Reporter’s privilege is the legal doctrine that allows reporters to refuse to reveal their confidential sources or, in some cases, nonconfidential material, either by quashing subpoenas or by refusing to testify in court without being held in contempt. Without this protection, says the privilege’s proponents, no sources would talk to reporters, and reporters would become simply tools of discovery for the courts and litigants, overburdened with subpoenas and chilled from reporting.
In most states, shield laws codify this privilege into law. In the federal system, however, the privilege comes from the Constitution—specifically, the Supreme Court’s 1972 case Branzburg v. Hayes. However, because the Supreme Court has not decided on reporter’s privilege since 1972 and Branzburg itself was a plurality opinion, each circuit’s interpretation of Branzburg and the corresponding privilege can vary, with some circuits recognizing the privilege only for confidential informants, some including nonconfidential materials, and some treating the fact that the subpoenaed party is a reporter as merely a circumstance to weigh in the normal “reasonable in light of the circumstances” test for subpoenas. However, all the circuits agree that the privilege is for reporters. So that begs the question—what is a reporter?
It’s a question that comes up surprisingly rarely. Generally, the answer is either obvious—a reporter for a traditional newspaper or television news station is clearly a reporter—or conceded. And state shield laws generally define the term “reporter,” though in some cases, these definitions have aged poorly, too connected to the media of their time—where does a blog fit into a statutory definition that requires news publication on a regular schedule, for instance?
For the federal courts, the dominant test to determine who qualifies for reporter’s privilege has come from the Second Circuit’s 1987 decision in von Bulow by Auersperg v. von Bulow. That court reasoned that “reporter” could not be restricted to simply those who work for the institutional press; the “informative function” of the press is also served by “lecturers, political pollsters, novelists, academic researchers, and dramatists.” The court therefore held that an individual qualified for reporter’s privilege if they demonstrated that they intended “to use the material in order to disseminate information for the public” and that their intent existed at the “inception of the newsgathering process.” Many of the circuits adopted this or a similar view, though others have not addressed the question.

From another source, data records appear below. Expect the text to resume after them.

//! # Product Repository
//!
//! Catalog storage.
//!
//! ## Key Operations
//! - Catalog listing sorted by name (what the storefront shows)
//! - Category filter and distinct category list
//! - Insert for the admin dashboard and the seed binary
//!
//! ```text
//! ┌─────────────────────────────────────────────────────────────────────────┐
//! │  products                                                               │
//! │                                                                         │
//! │  Arepa reina pepiada | 250 | Arepas   │                                 │
//! │  Chicha              | 120 | Bebidas  │  list_all()   ORDER BY name     │
//! │  Tequeños x6         | 300 | Pasapalos│  categories() DISTINCT category │
//! └─────────────────────────────────────────────────────────────────────────┘
//! ```

use async_trait::async_trait;
use chrono::Utc;
use sqlx::SqlitePool;
use tracing::debug;
use uuid::Uuid;

use crate::error::{DbError, DbResult};
use loyalty_core::validation::{validate_category, validate_point_price, validate_product_name};
use loyalty_core::{Product, ProductCatalog, StoreResult};

#[derive(Debug, sqlx::FromRow)]
struct ProductRow {
    id: String,
    name: String,
    price_points: i64,
    category: String,
    description: Option<String>,
    image_ref: Option<String>,
}

impl From<ProductRow> for Product {
    fn from(row: ProductRow) -> Self {
        Product {
            id: row.id,
            name: row.name,
            price_points: row.price_points,
            category: row.category,
            description: row.description,
            image_ref: row.image_ref,
        }
    }
}

/// Repository for product database operations.
#[derive(Debug, Clone)]
pub struct ProductRepository {
    pool: SqlitePool,
}

impl ProductRepository {
    /// Creates a new ProductRepository.
    pub fn new(pool: SqlitePool) -> Self {
        ProductRepository { pool }
    }

    /// Inserts a new product after validating name, price and category.
    ///
    /// A blank category is stored as the default category.
    ///
    /// ## Returns
    /// The product as stored.
    pub async fn insert(&self, product: &Product) -> DbResult<Product> {
        debug!(name = %product.name, "Inserting product");

        validate_product_name(&product.name).map_err(validation_error)?;
        validate_point_price(product.price_points).map_err(validation_error)?;
        let category = validate_category(&product.category).map_err(validation_error)?;

        let stored = Product {
            name: product.name.trim().to_string(),
            category,
            ..product.clone()
        };

        sqlx::query(
            r#"
            INSERT INTO products (
                id, name, price_points, category, description, image_ref, created_at
            ) VALUES (?1, ?2, ?3, ?4, ?5, ?6, ?7)
            "#,
        )
        .bind(&stored.id)
        .bind(&stored.name)
        .bind(stored.price_points)
        .bind(&stored.category)
        .bind(&stored.description)
        .bind(&stored.image_ref)
        .bind(Utc::now())
        .execute(&self.pool)
        .await?;

        Ok(stored)
    }

    /// Lists every product sorted by name.
    pub async fn list_all(&self) -> DbResult<Vec<Product>> {
        let rows = sqlx::query_as::<_, ProductRow>(
            r#"
            SELECT id, name, price_points, category, description, image_ref
            FROM products
            ORDER BY name
            "#,
        )
        .fetch_all(&self.pool)
        .await?;

        debug!(count = rows.len(), "Listed products");
        Ok(rows.into_iter().map(Product::from).collect())
    }

    /// Lists the products of one category sorted by name.
    pub async fn list_by_category(&self, category: &str) -> DbResult<Vec<Product>> {
        let rows = sqlx::query_as::<_, ProductRow>(
            r#"
            SELECT id, name, price_points, category, description, image_ref
            FROM products
            WHERE category = ?1
            ORDER BY name
            "#,
        )
        .bind(category)
        .fetch_all(&self.pool)
        .await?;

        Ok(rows.into_iter().map(Product::from).collect())
    }

    /// Gets a product by its ID.
    pub async fn get_by_id(&self, id: &str) -> DbResult<Option<Product>> {
        let row = sqlx::query_as::<_, ProductRow>(
            r#"
            SELECT id, name, price_points, category, description, image_ref
            FROM products
            WHERE id = ?1
            "#,
        )
        .bind(id)
        .fetch_optional(&self.pool)
        .await?;

        Ok(row.map(Product::from))
    }

    /// Distinct categories in alphabetical order.
    pub async fn categories(&self) -> DbResult<Vec<String>> {
        let categories: Vec<String> =
            sqlx::query_scalar("SELECT DISTINCT category FROM products ORDER BY category")
                .fetch_all(&self.pool)
                .await?;
        Ok(categories)
    }

    /// Counts products (for diagnostics and the seed binary).
    pub async fn count(&self) -> DbResult<i64> {
        let count: i64 = sqlx::query_scalar("SELECT COUNT(*) FROM products")
            .fetch_one(&self.pool)
            .await?;

        Ok(count)
    }
}

fn validation_error(err: loyalty_core::ValidationError) -> DbError {
    DbError::ConstraintViolation(err.to_string())
}

#[async_trait]
impl ProductCatalog for ProductRepository {
    async fn list_products(&self) -> StoreResult<Vec<Product>> {
        Ok(self.list_all().await?)
    }
}

/// Helper to generate a new product ID.
pub fn generate_product_id() -> String {
    Uuid::new_v4().to_string()
}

Under the von Bulowanalysis, anyone could be a reporter who could convincingly demonstrate that they had the intent to publicly disseminate information, whether they are documentary filmmakers, authors, ad-makers or amateur bloggers. Logically, under the rationale for the privilege of preventing chilling of reporting, this makes sense—as long as a person might be chilled from spreading information by not having the protection, the media in which they were planning to publish should not matter.
But there are some limits to von Bulow. A person has to be engaged in the collection of news for dissemination. Someone who does not mean to publish to the public but only to a limited set of people is probably not a reporter, though no court has set a threshold. And those collecting information for a reason other than newsworthiness do not qualify, such as fiction writers, private lobbyists, advertisers, or those compiling information for internal reports or personal gratification. Those sorts of people, courts have reasoned, will not be chilled by not having the privilege; their other motivations will make them continue their information gathering.
This expansive conception of who qualified for federal reporter’s privilege was widely accepted until 2011, when, in Chevron Corp. v. Berlinger, the Second Circuit shocked everyone by holding that a documentary filmmaker did not qualify for reporter’s privilege. The filmmaker, Berlinger, had been “solicited” to make a documentary film about an ongoing class action litigation by a group of Ecuadorians against Chevron for pollution of their homeland. According to the court, the class action lawyer asked Berlinger to make a documentary from the point of view of his clients, and Berlinger spent three years filming what would become the documentary Crude. The class action defendants subpoenaed Berlinger’s outtakes, and Berlinger moved to quash the subpoena under his reporter’s privilege.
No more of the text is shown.